Agriculture is the livelihood of 70% of Vietnamese. However, high prices, unequal quality, and the lack of information about products have all made it difficult to compete with Thai products of the same kinds in international and domestic markets.
Using blockchain to store agricultural data is a great way to check the quality of products and thus earn customer trust due to its transparent nature, experts have said at a conference in Can Tho City on Thursday.
The conference on using blockchain to increase the value of Vietnamese farm goods was held by the Vietnam Chamber of Commerce and Industry (VCCI) Can Tho and Lina Network Joint Stock Company.
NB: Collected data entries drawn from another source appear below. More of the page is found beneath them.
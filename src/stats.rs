//! Solution records and the search-effort ledger shared by all strategies.

use std::time::Duration;

use tracing::{debug, info};

use crate::coverage::CutTree;
use crate::timer::Deadline;

/// One improving solution, with the search effort spent to reach it.
///
/// A run that finds nothing within its budget reports a single sentinel
/// record: empty tour, infinite score, frontier size 1, and the effort
/// counters at the time the run stopped.
#[derive(Debug, Clone, PartialEq)]
#[cfg_attr(feature = "serde", derive(serde::Serialize, serde::Deserialize))]
pub struct SolutionStats {
    /// The tour, as visited. Empty for the sentinel.
    pub tour: Vec<usize>,

    /// Cycle cost of `tour`.
    pub score: f64,

    /// Wall-clock time since the run started.
    pub time: Duration,

    /// Largest frontier seen so far (1 for strategies without a frontier).
    pub max_queue_size: usize,

    /// States (or whole samples) generated so far.
    pub n_nodes_expanded: usize,

    /// States (or whole samples) discarded so far.
    pub n_nodes_pruned: usize,

    /// Leaves of the permutation tree eliminated by cuts.
    pub n_leaves_covered: f64,

    /// `n_leaves_covered / n!`.
    pub fraction_leaves_covered: f64,
}

impl SolutionStats {
    /// Whether this is the "nothing found" record.
    pub fn is_sentinel(&self) -> bool {
        self.tour.is_empty() && self.score.is_infinite()
    }
}

/// Counters, cut tree and records for a single run.
///
/// Strategies bump the counters as they search and call [`record`] for
/// every accepted tour; [`finish`] hands back the records, substituting the
/// sentinel when there are none.
///
/// [`record`]: SearchLedger::record
/// [`finish`]: SearchLedger::finish
#[derive(Debug)]
pub struct SearchLedger {
    strategy: &'static str,
    records: Vec<SolutionStats>,
    cut_tree: CutTree,
    max_queue_size: usize,
    n_nodes_expanded: usize,
    n_nodes_pruned: usize,
}

impl SearchLedger {
    pub fn new(strategy: &'static str, n: usize) -> Self {
        Self {
            strategy,
            records: Vec::new(),
            cut_tree: CutTree::new(n),
            max_queue_size: 1,
            n_nodes_expanded: 0,
            n_nodes_pruned: 0,
        }
    }

    /// Counts one generated state.
    pub fn expand(&mut self) {
        self.n_nodes_expanded += 1;
    }

    /// Counts one discarded state without charging the cut tree.
    pub fn prune(&mut self) {
        self.n_nodes_pruned += 1;
    }

    /// Counts one discarded state and cuts its prefix.
    pub fn prune_cut(&mut self, prefix: &[usize]) {
        self.n_nodes_pruned += 1;
        self.cut_tree.cut(prefix);
    }

    /// Updates the frontier high-water mark.
    pub fn observe_frontier(&mut self, len: usize) {
        self.max_queue_size = self.max_queue_size.max(len);
    }

    /// Score of the latest record, or infinity if there is none.
    pub fn best_score(&self) -> f64 {
        self.records.last().map_or(f64::INFINITY, |r| r.score)
    }

    /// Appends a record carrying the current counters.
    pub fn record(&mut self, tour: Vec<usize>, score: f64, deadline: &dyn Deadline) {
        debug!(
            strategy = self.strategy,
            score,
            expanded = self.n_nodes_expanded,
            pruned = self.n_nodes_pruned,
            max_queue = self.max_queue_size,
            "new incumbent"
        );
        let stats = self.snapshot(tour, score, deadline.elapsed());
        self.records.push(stats);
    }

    /// Consumes the ledger, returning at least one record.
    pub fn finish(self, deadline: &dyn Deadline) -> Vec<SolutionStats> {
        let elapsed = deadline.elapsed();
        info!(
            strategy = self.strategy,
            records = self.records.len(),
            best = self.best_score(),
            expanded = self.n_nodes_expanded,
            pruned = self.n_nodes_pruned,
            elapsed_ms = elapsed.as_millis() as u64,
            "search finished"
        );
        if self.records.is_empty() {
            let mut sentinel = self.snapshot(Vec::new(), f64::INFINITY, elapsed);
            sentinel.max_queue_size = 1;
            vec![sentinel]
        } else {
            self.records
        }
    }

    fn snapshot(&self, tour: Vec<usize>, score: f64, time: Duration) -> SolutionStats {
        SolutionStats {
            tour,
            score,
            time,
            max_queue_size: self.max_queue_size,
            n_nodes_expanded: self.n_nodes_expanded,
            n_nodes_pruned: self.n_nodes_pruned,
            n_leaves_covered: self.cut_tree.n_leaves_cut(),
            fraction_leaves_covered: self.cut_tree.fraction_leaves_covered(),
        }
    }
}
Nguyen Phuong Lam, deputy director of VCCI Can Tho, said the Mekong Delta is Vietnam’s largest producer and processor of agricultural products, especially rice, fisheries and fruits.
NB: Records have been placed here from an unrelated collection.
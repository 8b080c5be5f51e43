//! Anytime solvers for the asymmetric Traveling Salesperson Problem.
//!
//! Given a square cost matrix, where [`f64::INFINITY`] marks an absent edge,
//! and a time budget, each strategy reports the improving sequence of tours
//! it found together with search-effort statistics:
//!
//! - **Random sampling**: uniformly random permutations, kept when they
//!   improve.
//! - **Greedy**: nearest-neighbor construction from every start node.
//! - **Depth-first search**: exhaustive enumeration, pruned only against the
//!   incumbent.
//! - **Branch-and-bound**: best-first search with an admissible lower bound,
//!   seeded with the greedy tour. A second variant uses a reduced-matrix
//!   bound.
//!
//! Every run returns at least one [`SolutionStats`](stats::SolutionStats);
//! when no feasible tour is found in time it is a sentinel with an infinite
//! score. The last record is always the best.
//!
//! # Examples
//!
//! ```
//! use tsp_anytime::config::{SolveConfig, Strategy};
//! use tsp_anytime::matrix::CostMatrix;
//! use tsp_anytime::solver::solve;
//!
//! let inf = f64::INFINITY;
//! let matrix = CostMatrix::new(vec![
//!     vec![inf, 3.0, 1.0],
//!     vec![1.0, inf, 3.0],
//!     vec![3.0, 1.0, inf],
//! ])
//! .unwrap();
//!
//! let config = SolveConfig::default()
//!     .with_strategy(Strategy::BranchAndBound)
//!     .with_time_limit_ms(1_000);
//! let records = solve(&matrix, &config).unwrap();
//! assert_eq!(records.last().unwrap().score, 3.0);
//! ```
//!
//! # Architecture
//!
//! Single-threaded and cooperative: each search polls its
//! [`Deadline`](timer::Deadline) once per loop iteration and owns its own
//! frontier and counters. The matrix is only ever borrowed.

pub mod config;
pub mod coverage;
pub mod error;
pub mod matrix;
pub mod solver;
pub mod stats;
pub mod timer;

pub use error::{Result, TspError};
But export value growth has been stagnant due to the reliance on raw products and limited adoption of advanced technologies and techniques, he said.
The lack of ties between farmers and businesses also makes it difficult to check product origin and quality, he added.
Vu Truong Ca, chairman of Lina Network, said blockchain technology is used by many agricultural businesses in other countries to help customers know about product origin.
Storing data using blockchain offers more transparency since it is available to everyone and highly resilient to alterations, which greatly improves the process of checking product origin and quality, he added.
Lina Network on April 24 reached an agreement with ChokChai, South East Asia’s milk cow farming group, S.A.P Siam Food and AIM THAI on the application of Lina Supply Chain technology to trace the origin and quality of agricultural products.
The Lina platform is optimized with a hybrid design, allowing the Lina supply chain to ensure real-time traceability of products, with three key strong points: transparency, optimization, and traceability.
According to Siwat Yeesunsang from Siam Food, the group will have to change many operating procedures when applying Lina, but he believes it will help Siam Food save a lot of money on operations and ads, and help producers connect directly with customers.
Tu Minh Thien of the Agricultural Hi-tech Park of HCM City said using blockchain in agriculture is crucial to tackling the problem of products with unclear origins and building trust among customers, which leads to higher brand value and competitiveness.
Other experts said blockchain technology can be used to store data about the processing stages a product goes through, meaning distributors and customers can assess its quality.
Other speakers agreed that using new technologies such as blockchain to modernise agriculture would be a huge step towards industry 4.0 that Vietnam is striving to achieve.